I definitely use a lot of thyme. I had taught a bunch of Indian classes that were, I would say, unique in the kosher world because there weren’t so many people teaching Indian cooking at that time. So that opened up my nostrils to a whole different array of whole and ground spaces. After learning that cuisine a bit, it definitely made me much more prone to using an array of both sweet and pungent spices that I wasn’t using before. A lot of coriander, a lot of cumin, turmeric… all those I guess you could call them ethnic spices but they definitely opened up my world to different flavors. Also, in that cuisine, they use a mixture of whole and ground spices. You can build a huge amount of flavor by infusing with whole spices or even mixing the two.
I also tried to make the recipes very accessible for different kinds of diets, not just from an array of ethnic flavors. But over the years of teaching, I’ve seen that there are so many special diets that people follow. I tried to make sure there was something in it for everyone in terms of gluten-free, sugar-free, or low sugar. I definitely have the awareness about that. One of the hardest recipes in the entire book was the gluten-free challah. It took me many, many years of work on that. It’s a hard recipe to get right.
There’s also a recipe for low sugar chocolate date muffins. That was a recipe I started working on a lot of years ago when I was doing an alternative sugar class for the JCC. The original recipe I worked on was really not that great, I’ll admit.

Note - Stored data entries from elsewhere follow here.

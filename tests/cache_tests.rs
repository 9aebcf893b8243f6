// Integration tests for TTL and compression behavior at the boundary

mod common;

use std::time::Duration;
use serde_json::json;

#[tokio::test]
async fn test_ttl_expiry_through_engine() {
    let engine = common::create_test_engine();
    let key = common::random_key("ttl");

    engine.cache_with_geographic_distribution(&key, &json!("short lived"), Some(common::istanbul()), Some(1));
    assert!(engine.get_with_geographic_routing(&key, Some(common::istanbul())).is_some());

    tokio::time::sleep(Duration::from_millis(1100)).await;
    assert_eq!(engine.get_with_geographic_routing(&key, Some(common::istanbul())), None);
}

#[tokio::test]
async fn test_compression_transparent_through_engine() {
    let engine = common::create_test_engine();
    let key = common::random_key("large");
    let payload = "lorem ipsum dolor sit amet ".repeat(400);

    assert!(engine.cache_with_geographic_distribution(&key, &json!(payload.clone()), None, Some(60)));
    let cached = engine.get_with_geographic_routing(&key, None).unwrap();
    assert_eq!(cached, json!(payload));
}

#[tokio::test]
async fn test_null_payload_round_trip() {
    let engine = common::create_test_engine();
    let key = common::random_key("null");
    assert!(engine.cache_with_geographic_distribution(&key, &serde_json::Value::Null, None, Some(60)));
    assert_eq!(engine.get_with_geographic_routing(&key, None), Some(serde_json::Value::Null));
}

#[tokio::test]
async fn test_default_ttl_applies() {
    let engine = common::create_test_engine();
    let key = common::random_key("default-ttl");
    // no TTL supplied: configured default of 300 seconds applies
    engine.cache_with_geographic_distribution(&key, &json!(1), None, None);
    tokio::time::sleep(Duration::from_millis(50)).await;
    assert!(engine.get_with_geographic_routing(&key, None).is_some());
}

#[tokio::test]
async fn test_sweep_through_engine() {
    let engine = common::create_test_engine();
    engine.cache_with_geographic_distribution("sweep:short", &json!(1), None, Some(1));
    engine.cache_with_geographic_distribution("sweep:long", &json!(2), None, Some(120));

    tokio::time::sleep(Duration::from_millis(1100)).await;
    assert_eq!(engine.sweep_expired(), 1);

    let stats = engine.get_geographic_stats();
    let total_items: u64 = stats.regional_distribution.iter().map(|d| d.items).sum();
    assert_eq!(total_items, 1);
}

It’s very hard once you’re playing with the chemistry of baking and you take sugar out. Sugar adds huge amounts of texture. So, I worked with that, and that recipe took me a lot of times to get right, but it is definitely a low-sugar recipe. I put a disclaimer on the bottom that diabetics should check with their doctor because it’s not sugar-free. It has Medjool dates and a touch of honey and the flavor of unsweetened chocolate. That was hard to get right, but I wanted very much for there to be something for people who were watching their sugar or who don’t want to rely solely on refined sugar.
What do you usually prepare for your family for Chanukah?

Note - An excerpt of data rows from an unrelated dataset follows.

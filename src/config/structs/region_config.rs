use serde::{
    Deserialize,
    Serialize
};
use crate::config::structs::edge_node_config::EdgeNodeConfig;

#[derive(Serialize, Deserialize, Debug, Clone)]
pub struct RegionConfig {
    pub id: String,
    pub name: String,
    pub country: String,
    /// Region centroid used for great-circle distance routing.
    pub latitude: f64,
    pub longitude: f64,
    /// Aggregate capacity units available to the region.
    pub cache_capacity: u64,
    pub edge_nodes: Vec<EdgeNodeConfig>,
}
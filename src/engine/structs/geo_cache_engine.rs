use std::collections::BTreeMap;
use std::sync::Arc;
use crate::cache::structs::local_cache::LocalCache;
use crate::config::structs::configuration::Configuration;
use crate::geo::structs::geo_router::GeoRouter;
use crate::geo::structs::region_registry::RegionRegistry;

pub struct GeoCacheEngine {
    pub config: Arc<Configuration>,
    pub registry: Arc<RegionRegistry>,
    pub router: GeoRouter,
    /// One local cache per edge node, fixed at startup.
    pub caches: BTreeMap<String, Arc<LocalCache>>,
}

It might turn people off for me to say that I basically smell like oil the whole week.
That’s great. It’s in the spirit. I love it!

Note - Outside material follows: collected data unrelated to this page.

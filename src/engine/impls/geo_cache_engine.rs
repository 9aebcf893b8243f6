use std::collections::BTreeMap;
use std::sync::Arc;
use log::{debug, warn};
use serde_json::Value;
use crate::cache::structs::local_cache::LocalCache;
use crate::common::common::current_time;
use crate::config::structs::configuration::Configuration;
use crate::engine::structs::edge_node_status::EdgeNodeStatus;
use crate::engine::structs::geo_cache_engine::GeoCacheEngine;
use crate::engine::structs::geographic_stats::GeographicStats;
use crate::engine::structs::health_status::HealthStatus;
use crate::engine::structs::region_distribution::RegionDistribution;
use crate::geo::enums::node_status::NodeStatus;
use crate::geo::structs::geo_coordinate::GeoCoordinate;
use crate::geo::structs::geo_router::GeoRouter;
use crate::geo::structs::region::Region;
use crate::geo::structs::region_registry::RegionRegistry;

impl GeoCacheEngine {
    #[tracing::instrument(level = "debug", skip(config))]
    pub fn new(config: Arc<Configuration>) -> GeoCacheEngine
    {
        let registry = Arc::new(RegionRegistry::from_config(&config.regions));
        let router = GeoRouter::new(registry.clone(), config.routing.clone());

        let mut caches = BTreeMap::new();
        for region in &config.regions {
            for node in &region.edge_nodes {
                caches.insert(node.id.clone(), Arc::new(LocalCache::new(&config.cache)));
            }
        }

        GeoCacheEngine {
            config,
            registry,
            router,
            caches,
        }
    }

    /// Writes a value to the node closest to the client. Every failure is
    /// soft: validation, routing, and storage problems all come back as
    /// false, never as a panic or error value.
    pub fn cache_with_geographic_distribution(&self, key: &str, data: &Value, coordinate: Option<GeoCoordinate>, ttl: Option<u64>) -> bool {
        if key.is_empty() {
            warn!("[ENGINE] Rejected write with empty key");
            return false;
        }

        let decision = match self.router.route(coordinate.as_ref()) {
            Ok(decision) => decision,
            Err(error) => {
                warn!("[ENGINE] Write for key '{}' not routable: {}", key, error);
                return false;
            }
        };

        let Some(cache) = self.caches.get(&decision.node_id) else {
            return false;
        };
        if !cache.set(key, data, ttl, None) {
            return false;
        }
        self.registry.record_write(&decision.node_id);
        debug!("[ENGINE] Cached '{}' on node '{}' in region '{}'", key, decision.node_id, decision.region_id);
        true
    }

    /// Reads a value from the node the same coordinate routes to. Routing is
    /// consistent across calls with the same parameters, so a value written
    /// for a coordinate is retrievable from that coordinate as long as the
    /// topology health has not shifted. A routing failure is a miss.
    pub fn get_with_geographic_routing(&self, key: &str, coordinate: Option<GeoCoordinate>) -> Option<Value> {
        if key.is_empty() {
            return None;
        }

        let decision = match self.router.route(coordinate.as_ref()) {
            Ok(decision) => decision,
            Err(error) => {
                debug!("[ENGINE] Read for key '{}' not routable: {}", key, error);
                return None;
            }
        };

        let cache = self.caches.get(&decision.node_id)?;
        let value = cache.get(key);
        self.registry.record_read(&decision.node_id);
        value
    }

    /// Aggregates registry and per-node cache counters. The numbers are a
    /// consistent-enough snapshot for reporting, not a linearizable one.
    pub fn get_geographic_stats(&self) -> GeographicStats {
        let regions = self.registry.get_regions();

        let mut active_regions = 0u64;
        let mut latency_sum = 0.0f64;
        let mut active_nodes = 0u64;
        let mut distribution = Vec::with_capacity(regions.len());

        for region in &regions {
            let region_active = region.edge_nodes.iter()
                .filter(|node| node.status == NodeStatus::active)
                .count() as u64;
            if region_active > 0 {
                active_regions += 1;
            }
            for node in &region.edge_nodes {
                if node.status == NodeStatus::active {
                    latency_sum += node.latency_ms;
                    active_nodes += 1;
                }
            }

            let items: u64 = region.edge_nodes.iter()
                .filter_map(|node| self.caches.get(&node.id))
                .map(|cache| cache.get_stats().total_items)
                .sum();

            distribution.push(RegionDistribution {
                region_id: region.id.clone(),
                name: region.name.clone(),
                items,
                current_usage: region.current_usage,
                cache_capacity: region.cache_capacity,
                total_nodes: region.edge_nodes.len() as u64,
                active_nodes: region_active,
            });
        }

        let mut hits = 0u64;
        let mut accesses = 0u64;
        for cache in self.caches.values() {
            let stats = cache.get_stats();
            hits += stats.hit_count;
            accesses += stats.hit_count + stats.miss_count;
        }

        GeographicStats {
            total_regions: regions.len() as u64,
            active_regions,
            average_latency_ms: if active_nodes == 0 { 0.0 } else { latency_sum / active_nodes as f64 },
            cache_hit_rate: if accesses == 0 { 0.0 } else { hits as f64 / accesses as f64 },
            regional_distribution: distribution,
        }
    }

    /// Per-node load/latency summary for introspection.
    pub fn edge_node_status(&self) -> Vec<EdgeNodeStatus> {
        self.registry.get_edge_nodes().into_iter()
            .map(|node| EdgeNodeStatus {
                load_fraction: node.load_fraction(),
                node_id: node.id,
                region_id: node.region_id,
                hostname: node.hostname,
                status: node.status,
                latency_ms: node.latency_ms,
                current_load: node.current_load,
                capacity: node.capacity,
                last_health_check: node.last_health_check,
            })
            .collect()
    }

    /// Pure distance-based region lookup, reported separately from routing
    /// decisions.
    pub fn optimal_region(&self, latitude: f64, longitude: f64) -> Option<(String, Region)> {
        let coordinate = GeoCoordinate::new(latitude, longitude);
        let region_id = self.router.optimal_region(&coordinate)?;
        let regions = self.registry.regions.read();
        regions.get(&region_id).map(|region| (region_id.clone(), region.clone()))
    }

    /// True iff at least one edge node anywhere reports active.
    pub fn health_check(&self) -> bool {
        self.registry.get_edge_nodes().iter()
            .any(|node| node.status == NodeStatus::active)
    }

    pub fn health_status(&self) -> HealthStatus {
        HealthStatus {
            healthy: self.health_check(),
            timestamp: current_time(),
        }
    }

    /// Reclaims expired entries across every node cache. Returns the total
    /// number of entries removed.
    pub fn sweep_expired(&self) -> usize {
        let mut removed = 0;
        for (node_id, cache) in &self.caches {
            let swept = cache.sweep_expired();
            if swept > 0 {
                debug!("[ENGINE] Swept {} expired entries from node '{}'", swept, node_id);
            }
            removed += swept;
        }
        removed
    }
}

My house smells like a fast food restaurant the whole week because I’m just frying the whole week. But there are some very nice Chanukah friendly recipes. I have a set of menus in the back of the book, and there’s actually a nice Chanukah menu back there.
I make an array of latkes. The latke recipe I put in the book is only one of many recipes for latkes that I make at home. But I wanted to have a nice variety, so I only put one in the book. We also make doughnuts, but I didn’t put that in the book. The shiitake vegetable egg rolls are delicious, and they are a treat as a fried item. The Fried Caprese Skewers are also a very nice treat for a Chanukah party. For that recipe, there are frying tips for frying cheese because a lot of people can get challenged with that. Another great recipe for Chanukah is the Baked Brie. It’s very easy. If you can get a good wheel of Brie, like from the Cheese Guy, you won’t have any leftovers.
You may have noticed that my dairy section is tremendously big in the book. I enjoy cooking dairy dishes. And I really had to narrow down the section, to be honest.